New luxury erases the distance that old luxury depends on, says Bina. Aspiration is part of the appeal of traditional luxury: you want to be rich, wear diamonds, go yachting, and so forth, but there’s a distance between you and that future vision. Aspirational marketing needs that comfortable distance, meant to draw you to the brand without alienating the people who are wealthy enough to actually buy it.
But new luxury is about the here and now—and Millennial consumers don’t band around things they like, they band around who they are (i.e. hipsters, skater boys, etc.), says Bina. That’s why new luxury brands like Warby Parker eyewear practically own these groups that traditional luxury brands can barely touch. It’s also why the DPA’s new generic diamond marketing campaign has so sharply deviated from traditional diamond marketing.

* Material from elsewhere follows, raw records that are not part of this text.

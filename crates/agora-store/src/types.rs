/// Core name and record types for the agora store.
///
/// Usernames and group names are caller-supplied strings wrapped in
/// newtypes so the two name domains cannot be mixed up in signatures.
use serde::{Deserialize, Serialize};
use std::fmt;

// ── Username ─────────────────────────────────────────────────────────────

/// Unique user identifier (a display name).
#[derive(Debug, Clone, PartialEq, Eq, PartialOrd, Ord, Hash, Serialize, Deserialize)]
pub struct Username(pub String);

impl fmt::Display for Username {
    fn fmt(&self, f: &mut fmt::Formatter<'_>) -> fmt::Result {
        f.write_str(&self.0)
    }
}

impl From<String> for Username {
    fn from(s: String) -> Self {
        Self(s)
    }
}

impl From<&str> for Username {
    fn from(s: &str) -> Self {
        Self(s.to_string())
    }
}

impl AsRef<str> for Username {
    fn as_ref(&self) -> &str {
        &self.0
    }
}

// ── GroupName ────────────────────────────────────────────────────────────

/// Name of a group.
#[derive(Debug, Clone, PartialEq, Eq, PartialOrd, Ord, Hash, Serialize, Deserialize)]
pub struct GroupName(pub String);

impl fmt::Display for GroupName {
    fn fmt(&self, f: &mut fmt::Formatter<'_>) -> fmt::Result {
        f.write_str(&self.0)
    }
}

impl From<String> for GroupName {
    fn from(s: String) -> Self {
        Self(s)
    }
}

impl From<&str> for GroupName {
    fn from(s: &str) -> Self {
        Self(s.to_string())
    }
}

impl AsRef<str> for GroupName {
    fn as_ref(&self) -> &str {
        &self.0
    }
}

// ── User ─────────────────────────────────────────────────────────────────

/// A registered user record. Created once, never mutated.
#[derive(Debug, Clone, PartialEq, Eq, Serialize, Deserialize)]
pub struct User {
    pub username: Username,
}

impl User {
    pub fn new(username: Username) -> Self {
        Self { username }
    }
}

// ── Message ──────────────────────────────────────────────────────────────

/// A message queued for one recipient. Immutable once created; the
/// recipient's queue owns it until a drain consumes it.
#[derive(Debug, Clone, PartialEq, Eq, Serialize, Deserialize)]
pub struct Message {
    pub sender: Username,
    pub recipient: Username,
    pub content: String,
}

impl Message {
    pub fn new(sender: Username, recipient: Username, content: String) -> Self {
        Self {
            sender,
            recipient,
            content,
        }
    }
}
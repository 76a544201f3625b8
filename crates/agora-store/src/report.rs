/// Report rendering for the agora store.
///
/// Produces the exact line shapes the demo prints. Every friendship and
/// group line ends with a trailing space: one after each listed name, or
/// the one following the colon when the set is empty. Callers print the
/// returned strings verbatim.
use std::collections::BTreeSet;
use std::fmt::Write;

use crate::store::NetworkStore;
use crate::types::{Message, Username};

/// `Friendships:` header plus one line per friendship entry.
pub fn friendships_report(store: &NetworkStore) -> String {
    let mut out = String::from("Friendships:\n");
    for (user, friends) in store.friendships() {
        push_name_list(&mut out, user.as_ref(), " has friends: ", friends);
    }
    out
}

/// `Groups:` header plus one line per group.
pub fn groups_report(store: &NetworkStore) -> String {
    let mut out = String::from("Groups:\n");
    for (group, members) in store.groups() {
        push_name_list(&mut out, group.as_ref(), " includes: ", members);
    }
    out
}

/// `Messages for <user>:` header plus one line per drained message, in
/// the order they were drained.
pub fn messages_report(recipient: &Username, messages: &[Message]) -> String {
    let mut out = format!("Messages for {recipient}:\n");
    for message in messages {
        let _ = writeln!(
            out,
            "[{} -> {}]: {}",
            message.sender, message.recipient, message.content
        );
    }
    out
}

/// The single line reported when a recipient has nothing pending.
pub fn no_messages_report(recipient: &Username) -> String {
    format!("No messages for {recipient}\n")
}

// ── Internal ─────────────────────────────────────────────────────────────

fn push_name_list(out: &mut String, owner: &str, label: &str, names: &BTreeSet<Username>) {
    out.push_str(owner);
    out.push_str(label);
    for name in names {
        out.push_str(name.as_ref());
        out.push(' ');
    }
    out.push('\n');
}
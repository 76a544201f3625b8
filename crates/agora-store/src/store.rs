/// NetworkStore: the composing facade over the social-state engines.
///
/// Owns the four mappings (users, friendships, groups, inbox) and exposes
/// the full mutation and query surface. Every mutation is total: unknown
/// names behave as empty collections, never as errors.
///
/// Pure state, no I/O. Report rendering lives in `report`; the caller
/// prints.
use std::collections::{BTreeSet, HashMap};

use crate::friends::FriendGraph;
use crate::groups::GroupDirectory;
use crate::inbox::Inbox;
use crate::types::{GroupName, Message, User, Username};

/// All network state behind one owned value.
#[derive(Debug, Default)]
pub struct NetworkStore {
    users: HashMap<Username, User>,
    friends: FriendGraph,
    groups: GroupDirectory,
    inbox: Inbox,
}

impl NetworkStore {
    pub fn new() -> Self {
        Self::default()
    }

    // ── Mutations ────────────────────────────────────────────────────────

    /// Register a user. Re-adding replaces the record but keeps any
    /// existing friend-set.
    pub fn add_user(&mut self, username: Username) {
        tracing::debug!("user added: {username}");
        self.friends.ensure(username.clone());
        self.users.insert(username.clone(), User::new(username));
    }

    /// Link two users as friends (symmetric). Unregistered names are
    /// allowed and get friend-set entries of their own.
    pub fn add_friendship(&mut self, a: Username, b: Username) {
        tracing::debug!("friendship added: {a} <-> {b}");
        self.friends.link(a, b);
    }

    /// Remove a friendship (symmetric). No-op if not present.
    pub fn remove_friendship(&mut self, a: &Username, b: &Username) {
        tracing::debug!("friendship removed: {a} <-> {b}");
        self.friends.unlink(a, b);
    }

    /// Create a group containing exactly `members` (duplicates collapse).
    /// Re-creating an existing name replaces its member set.
    pub fn create_group(&mut self, name: GroupName, members: Vec<Username>) {
        tracing::debug!("group created: {name}");
        self.groups.create(name, members);
    }

    /// Remove one member from a group. No-op if the group or the member
    /// is absent.
    pub fn remove_from_group(&mut self, member: &Username, group: &GroupName) {
        tracing::debug!("member removed: {member} from {group}");
        self.groups.remove_member(group, member);
    }

    /// Queue a message for its recipient. The queue is created lazily on
    /// the first send.
    pub fn send_message(&mut self, sender: Username, recipient: Username, content: String) {
        tracing::debug!("message queued: {sender} -> {recipient}");
        self.inbox.push(Message::new(sender, recipient, content));
    }

    /// Remove and return every pending message for `recipient` in send
    /// order. `None` when nothing is pending, including immediately after
    /// a previous drain.
    pub fn drain_messages(&mut self, recipient: &Username) -> Option<Vec<Message>> {
        let drained = self.inbox.drain(recipient);
        if let Some(messages) = &drained {
            tracing::debug!("inbox drained: {recipient} ({} messages)", messages.len());
        }
        drained
    }

    // ── Queries ──────────────────────────────────────────────────────────

    /// Record for a registered user.
    pub fn user(&self, username: &Username) -> Option<&User> {
        self.users.get(username)
    }

    /// Whether a username was registered via `add_user`.
    pub fn has_user(&self, username: &Username) -> bool {
        self.users.contains_key(username)
    }

    /// Number of registered users.
    pub fn user_count(&self) -> usize {
        self.users.len()
    }

    /// Friend-set for a user, if they appear in the friendship map.
    pub fn friends_of(&self, username: &Username) -> Option<&BTreeSet<Username>> {
        self.friends.friends_of(username)
    }

    /// Whether two users are currently friends.
    pub fn are_friends(&self, a: &Username, b: &Username) -> bool {
        self.friends.are_friends(a, b)
    }

    /// Every friendship map entry in ascending username order.
    pub fn friendships(&self) -> impl Iterator<Item = (&Username, &BTreeSet<Username>)> {
        self.friends.iter()
    }

    /// Member set for a group.
    pub fn group_members(&self, group: &GroupName) -> Option<&BTreeSet<Username>> {
        self.groups.members(group)
    }

    /// Every group in ascending name order.
    pub fn groups(&self) -> impl Iterator<Item = (&GroupName, &BTreeSet<Username>)> {
        self.groups.iter()
    }

    /// Whether a recipient has pending messages.
    pub fn has_pending_messages(&self, recipient: &Username) -> bool {
        self.inbox.has_pending(recipient)
    }

    /// Pending message count for one recipient.
    pub fn pending_messages(&self, recipient: &Username) -> usize {
        self.inbox.pending_count(recipient)
    }
}
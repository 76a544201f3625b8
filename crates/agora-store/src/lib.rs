//! In-memory social network state.
//!
//! A [`NetworkStore`] owns four independent mappings: registered users,
//! symmetric friendships, named groups, and per-recipient FIFO message
//! queues. Every mutation is total: absent keys behave as empty
//! collections rather than errors.
//!
//! The store performs no I/O. [`report`] renders the bit-exact report
//! strings; the caller decides where they go.

pub mod friends;
pub mod groups;
pub mod inbox;
pub mod report;
pub mod store;
pub mod types;

pub use friends::FriendGraph;
pub use groups::GroupDirectory;
pub use inbox::Inbox;
pub use store::NetworkStore;
pub use types::{GroupName, Message, User, Username};
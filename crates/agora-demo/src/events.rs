use agora_store::{GroupName, Message, Username};
use serde::Serialize;
use std::collections::BTreeMap;
use std::io::Write;

/// Emit a JSONL event to stdout (flushed immediately for piped output).
pub fn emit<T: Serialize>(event: &T) {
    if let Ok(json) = serde_json::to_string(event) {
        let stdout = std::io::stdout();
        let mut lock = stdout.lock();
        let _ = writeln!(lock, "{json}");
        let _ = lock.flush();
    }
}

// ── Report events ───────────────────────────────────────────────

#[derive(Serialize)]
pub struct EventFriendships {
    pub event: &'static str,
    pub friendships: BTreeMap<Username, Vec<Username>>,
}

#[derive(Serialize)]
pub struct EventGroups {
    pub event: &'static str,
    pub groups: BTreeMap<GroupName, Vec<Username>>,
}

#[derive(Serialize)]
pub struct EventMessages {
    pub event: &'static str,
    pub recipient: Username,
    pub messages: Vec<Message>,
}

#[derive(Serialize)]
pub struct EventNoMessages {
    pub event: &'static str,
    pub recipient: Username,
}
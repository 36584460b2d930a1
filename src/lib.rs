#![deny(clippy::expect_used, clippy::unwrap_used)]

//! A delay-trend-based TCP congestion control engine (FlexiS).
//! 一个基于时延趋势的 TCP 拥塞控制引擎（FlexiS）。
//!
//! RTT samples are compressed per millisecond, pairwise slopes of the
//! resulting points are kept sorted, and the median slope decides whether
//! the window grows along a cubic-plus-linear rate curve or is cut.

pub mod config;
pub mod error;

pub mod congestion;

pub use config::{Config, SharedConfig};
pub use congestion::flexis::{Flexis, FlexisState, FlexisStats};
pub use congestion::{CongestionControl, Connection, PacingRatio, PacingSink, WindowEvent};
pub use error::{Error, Result};
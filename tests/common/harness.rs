//! tests/common/harness.rs
use flexis_cc::{CongestionControl, Config, Connection, Flexis, PacingRatio, SharedConfig};
use std::sync::Once;
use std::time::Duration;
use tokio::time::Instant;

/// Initializes tracing for tests, ensuring it's only done once.
pub fn init_tracing() {
    static TRACING_INIT: Once = Once::new();
    TRACING_INIT.call_once(|| {
        let filter = std::env::var("RUST_LOG").unwrap_or_else(|_| "flexis_cc=debug".to_string());
        tracing_subscriber::fmt()
            .with_env_filter(filter)
            .with_test_writer()
            .init();
    });
}

/// A sender behind a single bottleneck, acknowledged once per millisecond.
///
/// Packets beyond the path's bandwidth-delay product sit in the bottleneck
/// queue and add `queue_delay_per_packet` each to the RTT.
pub struct SimulatedPath {
    pub flexis: Flexis,
    pub conn: Connection,
    pub pacing: PacingRatio,
    pub base_rtt: Duration,
    pub bdp_packets: u32,
    pub queue_delay_per_packet: Duration,
    start: Instant,
    clock_ms: u64,
}

impl SimulatedPath {
    pub fn new(config: impl Into<SharedConfig>, cwnd: u32) -> Self {
        init_tracing();
        let start = Instant::now();
        let conn = Connection::new(start, cwnd);
        let pacing = PacingRatio::new();
        let flexis = Flexis::new(config, pacing.clone(), &conn);
        Self {
            flexis,
            conn,
            pacing,
            base_rtt: Duration::from_millis(20),
            bdp_packets: 50,
            queue_delay_per_packet: Duration::from_micros(400),
            start,
            clock_ms: 0,
        }
    }

    pub fn with_default_config(cwnd: u32) -> Self {
        Self::new(Config::default(), cwnd)
    }

    /// The RTT a packet sent with the current window experiences.
    pub fn current_rtt(&self) -> Duration {
        let queued = self.conn.cwnd.saturating_sub(self.bdp_packets);
        self.base_rtt + self.queue_delay_per_packet * queued
    }

    /// Sends one packet at the next millisecond and processes its
    /// acknowledgment. Sequence numbers count milliseconds of send time.
    pub fn step(&mut self) {
        self.clock_ms += 1;
        let rtt = self.current_rtt();
        let send_time = self.start + Duration::from_millis(self.clock_ms);
        let now = send_time + rtt;

        self.conn.now = now;
        self.conn.srtt = rtt;
        self.conn.max_packets_out = self.conn.cwnd;
        self.conn.snd_nxt = u32::try_from(now.duration_since(self.start).as_millis()).unwrap();

        self.flexis.on_ack_sampled(rtt);
        self.flexis
            .on_congestion_avoidance(&mut self.conn, self.clock_ms as u32, 1448);
    }

    /// Feeds a single acknowledgment with an explicit RTT and sequence number.
    pub fn ack(&mut self, send_ms: u64, rtt: Duration, ack_seq: u32) {
        let now = self.start + Duration::from_millis(send_ms) + rtt;
        self.conn.now = now;
        self.conn.srtt = rtt;
        self.conn.max_packets_out = self.conn.cwnd;
        self.flexis.on_ack_sampled(rtt);
        self.flexis.on_congestion_avoidance(&mut self.conn, ack_seq, 1448);
    }
}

Brand strategist and Millennial Jasmine Bina. Image: Luxury Daily
“Rich is an aspiration; something we [Millennials] may strive to be, but not something we are,” writes Bina. “The signifiers of that world—handcrafted leather wallets, monogrammed loafers and foreign watches—are merely things.”
While there are still thriving markets for these goods, they’re no longer universal identifiers, she says, and while previous generations may have rallied around an affinity for them, that’s now how Millennials organize themselves.
Top image: With their high style and low price, Warby Parker eyeglasses are a hit with Millennial consumers. The “new luxury” brand is creating disruption in the eyewear market.